[Records contained in a dataset]
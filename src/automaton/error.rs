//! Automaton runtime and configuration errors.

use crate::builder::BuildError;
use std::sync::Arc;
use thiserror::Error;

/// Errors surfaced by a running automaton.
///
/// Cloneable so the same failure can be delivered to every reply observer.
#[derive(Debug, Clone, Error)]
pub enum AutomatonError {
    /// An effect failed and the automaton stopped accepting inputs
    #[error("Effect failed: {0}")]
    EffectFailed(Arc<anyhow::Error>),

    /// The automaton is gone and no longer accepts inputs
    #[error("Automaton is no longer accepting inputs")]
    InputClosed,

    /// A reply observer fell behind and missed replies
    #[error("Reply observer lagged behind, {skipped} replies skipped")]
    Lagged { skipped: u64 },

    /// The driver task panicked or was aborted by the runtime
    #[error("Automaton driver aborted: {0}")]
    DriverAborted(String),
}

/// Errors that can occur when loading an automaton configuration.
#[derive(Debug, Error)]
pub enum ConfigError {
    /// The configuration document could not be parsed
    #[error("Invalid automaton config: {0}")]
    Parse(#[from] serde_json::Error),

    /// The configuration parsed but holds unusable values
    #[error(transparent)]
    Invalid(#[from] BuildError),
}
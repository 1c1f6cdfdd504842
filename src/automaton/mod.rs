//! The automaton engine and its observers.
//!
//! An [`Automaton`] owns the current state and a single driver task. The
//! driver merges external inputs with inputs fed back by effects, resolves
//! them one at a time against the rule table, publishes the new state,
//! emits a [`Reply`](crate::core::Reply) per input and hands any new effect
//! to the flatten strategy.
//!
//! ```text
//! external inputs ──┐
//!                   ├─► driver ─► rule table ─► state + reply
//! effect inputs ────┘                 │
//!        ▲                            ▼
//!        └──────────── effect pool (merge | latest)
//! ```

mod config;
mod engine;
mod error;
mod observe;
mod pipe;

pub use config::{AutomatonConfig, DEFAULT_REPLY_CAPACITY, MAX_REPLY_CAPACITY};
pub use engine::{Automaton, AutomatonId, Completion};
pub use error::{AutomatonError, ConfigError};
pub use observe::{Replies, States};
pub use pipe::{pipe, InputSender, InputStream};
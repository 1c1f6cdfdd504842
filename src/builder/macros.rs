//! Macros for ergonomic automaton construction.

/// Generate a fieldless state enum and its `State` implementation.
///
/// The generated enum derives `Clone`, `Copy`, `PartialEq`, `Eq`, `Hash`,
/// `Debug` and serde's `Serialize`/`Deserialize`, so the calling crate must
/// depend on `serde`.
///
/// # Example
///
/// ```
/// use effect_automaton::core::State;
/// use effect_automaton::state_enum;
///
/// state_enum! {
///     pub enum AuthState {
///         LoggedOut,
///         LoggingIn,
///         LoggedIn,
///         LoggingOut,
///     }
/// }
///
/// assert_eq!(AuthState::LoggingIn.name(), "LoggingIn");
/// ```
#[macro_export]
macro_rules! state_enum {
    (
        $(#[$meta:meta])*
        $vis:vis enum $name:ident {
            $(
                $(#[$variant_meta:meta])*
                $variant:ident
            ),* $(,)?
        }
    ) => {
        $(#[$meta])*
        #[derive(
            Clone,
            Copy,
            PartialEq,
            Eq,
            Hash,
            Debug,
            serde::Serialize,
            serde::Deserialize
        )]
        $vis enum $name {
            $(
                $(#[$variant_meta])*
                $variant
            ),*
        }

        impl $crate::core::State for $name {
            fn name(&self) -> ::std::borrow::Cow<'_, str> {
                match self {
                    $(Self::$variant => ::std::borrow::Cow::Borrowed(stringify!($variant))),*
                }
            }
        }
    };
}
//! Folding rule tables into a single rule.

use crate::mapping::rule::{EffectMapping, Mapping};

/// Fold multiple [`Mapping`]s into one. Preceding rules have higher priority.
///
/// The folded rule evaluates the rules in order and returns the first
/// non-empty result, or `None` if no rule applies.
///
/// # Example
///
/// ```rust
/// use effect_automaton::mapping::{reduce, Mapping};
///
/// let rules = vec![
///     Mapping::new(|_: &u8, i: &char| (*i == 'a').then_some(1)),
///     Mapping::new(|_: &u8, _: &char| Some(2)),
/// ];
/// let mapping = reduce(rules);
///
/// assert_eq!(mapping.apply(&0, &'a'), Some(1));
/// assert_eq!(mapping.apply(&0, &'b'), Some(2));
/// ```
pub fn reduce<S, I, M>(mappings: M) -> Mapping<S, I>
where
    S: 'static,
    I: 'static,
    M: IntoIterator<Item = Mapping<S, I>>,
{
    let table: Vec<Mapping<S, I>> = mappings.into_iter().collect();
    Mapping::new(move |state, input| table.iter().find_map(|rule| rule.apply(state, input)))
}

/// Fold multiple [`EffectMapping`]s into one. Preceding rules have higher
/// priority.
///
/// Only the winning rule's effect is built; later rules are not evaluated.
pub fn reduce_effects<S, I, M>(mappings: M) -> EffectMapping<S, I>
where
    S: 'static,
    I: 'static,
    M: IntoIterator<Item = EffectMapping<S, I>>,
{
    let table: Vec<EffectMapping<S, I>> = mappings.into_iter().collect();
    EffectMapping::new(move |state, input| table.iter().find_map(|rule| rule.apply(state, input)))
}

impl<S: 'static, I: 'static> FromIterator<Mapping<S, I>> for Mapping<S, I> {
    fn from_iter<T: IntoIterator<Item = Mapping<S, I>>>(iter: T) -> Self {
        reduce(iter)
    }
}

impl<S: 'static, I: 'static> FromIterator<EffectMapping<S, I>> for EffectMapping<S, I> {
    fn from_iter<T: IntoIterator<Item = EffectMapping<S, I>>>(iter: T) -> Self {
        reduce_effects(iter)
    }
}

--- ASSIGNMENT ---
Every single entry is to be retyped exactly.

--- COMPLETED EXERCISE ---
filename src/automaton/error.rs
//! Automaton runtime and configuration errors.

use crate::builder::BuildError;
use std::sync::Arc;
use thiserror::Error;

/// Errors surfaced by a running automaton.
///
/// Cloneable so the same failure can be delivered to every reply observer.
#[derive(Debug, Clone, Error)]
pub enum AutomatonError {
    /// An effect failed and the automaton stopped accepting inputs
    #[error("Effect failed: {0}")]
    EffectFailed(Arc<anyhow::Error>),

    /// The automaton is gone and no longer accepts inputs
    #[error("Automaton is no longer accepting inputs")]
    InputClosed,

    /// A reply observer fell behind and missed replies
    #[error("Reply observer lagged behind, {skipped} replies skipped")]
    Lagged { skipped: u64 },

    /// The driver task panicked or was aborted by the runtime
    #[error("Automaton driver aborted: {0}")]
    DriverAborted(String),
}

/// Errors that can occur when loading an automaton configuration.
#[derive(Debug, Error)]
pub enum ConfigError {
    /// The configuration document could not be parsed
    #[error("Invalid automaton config: {0}")]
    Parse(#[from] serde_json::Error),

    /// The configuration parsed but holds unusable values
    #[error(transparent)]
    Invalid(#[from] BuildError),
}
repository 1c1f6cdfdd504842
filename src/automaton/mod.rs
//! The automaton engine and its observers.
//!
//! An [`Automaton`] owns the current state and a single driver task. The
//! driver merges external inputs with inputs fed back by effects, resolves
//! them one at a time against the rule table, publishes the new state,
//! emits a [`Reply`](crate::core::Reply) per input and hands any new effect
//! to the flatten strategy.
//!
//! ```text
//! external inputs ──┐
//!                   ├─► driver ─► rule table ─► state + reply
//! effect inputs ────┘                 │
//!        ▲                            ▼
//!        └──────────── effect pool (merge | latest)
//! ```

mod config;
mod engine;
mod error;
mod observe;
mod pipe;

pub use config::{AutomatonConfig, DEFAULT_REPLY_CAPACITY, MAX_REPLY_CAPACITY};
pub use engine::{Automaton, AutomatonId, Completion};
pub use error::{AutomatonError, ConfigError};
pub use observe::{Replies, States};
pub use pipe::{pipe, InputSender, InputStream};
repository 1c1f6cdfdd504842
filename src/builder/macros.rs
//! Macros for ergonomic automaton construction.

/// Generate a fieldless state enum and its `State` implementation.
///
/// The generated enum derives `Clone`, `Copy`, `PartialEq`, `Eq`, `Hash`,
/// `Debug` and serde's `Serialize`/`Deserialize`, so the calling crate must
/// depend on `serde`.
///
/// # Example
///
/// ```
/// use effect_automaton::core::State;
/// use effect_automaton::state_enum;
///
/// state_enum! {
///     pub enum AuthState {
///         LoggedOut,
///         LoggingIn,
///         LoggedIn,
///         LoggingOut,
///     }
/// }
///
/// assert_eq!(AuthState::LoggingIn.name(), "LoggingIn");
/// ```
#[macro_export]
macro_rules! state_enum {
    (
        $(#[$meta:meta])*
        $vis:vis enum $name:ident {
            $(
                $(#[$variant_meta:meta])*
                $variant:ident
            ),* $(,)?
        }
    ) => {
        $(#[$meta])*
        #[derive(
            Clone,
            Copy,
            PartialEq,
            Eq,
            Hash,
            Debug,
            serde::Serialize,
            serde::Deserialize
        )]
        $vis enum $name {
            $(
                $(#[$variant_meta])*
                $variant
            ),*
        }

        impl $crate::core::State for $name {
            fn name(&self) -> ::std::borrow::Cow<'_, str> {
                match self {
                    $(Self::$variant => ::std::borrow::Cow::Borrowed(stringify!($variant))),*
                }
            }
        }
    };
}
//! Folding rule tables into a single rule.

use crate::mapping::rule::{EffectMapping, Mapping};

/// Fold multiple [`Mapping`]s into one. Preceding rules have higher priority.
///
/// The folded rule evaluates the rules in order and returns the first
/// non-empty result, or `None` if no rule applies.
///
/// # Example
///
/// ```rust
/// use effect_automaton::mapping::{reduce, Mapping};
///
/// let rules = vec![
///     Mapping::new(|_: &u8, i: &char| (*i == 'a').then_some(1)),
///     Mapping::new(|_: &u8, _: &char| Some(2)),
/// ];
/// let mapping = reduce(rules);
///
/// assert_eq!(mapping.apply(&0, &'a'), Some(1));
/// assert_eq!(mapping.apply(&0, &'b'), Some(2));
/// ```
pub fn reduce<S, I, M>(mappings: M) -> Mapping<S, I>
where
    S: 'static,
    I: 'static,
    M: IntoIterator<Item = Mapping<S, I>>,
{
    let table: Vec<Mapping<S, I>> = mappings.into_iter().collect();
    Mapping::new(move |state, input| table.iter().find_map(|rule| rule.apply(state, input)))
}

/// Fold multiple [`EffectMapping`]s into one. Preceding rules have higher
/// priority.
///
/// Only the winning rule's effect is built; later rules are not evaluated.
pub fn reduce_effects<S, I, M>(mappings: M) -> EffectMapping<S, I>
where
    S: 'static,
    I: 'static,
    M: IntoIterator<Item = EffectMapping<S, I>>,
{
    let table: Vec<EffectMapping<S, I>> = mappings.into_iter().collect();
    EffectMapping::new(move |state, input| table.iter().find_map(|rule| rule.apply(state, input)))
}

impl<S: 'static, I: 'static> FromIterator<Mapping<S, I>> for Mapping<S, I> {
    fn from_iter<T: IntoIterator<Item = Mapping<S, I>>>(iter: T) -> Self {
        reduce(iter)
    }
}

impl<S: 'static, I: 'static> FromIterator<EffectMapping<S, I>> for EffectMapping<S, I> {
    fn from_iter<T: IntoIterator<Item = EffectMapping<S, I>>>(iter: T) -> Self {
        reduce_effects(iter)
    }
}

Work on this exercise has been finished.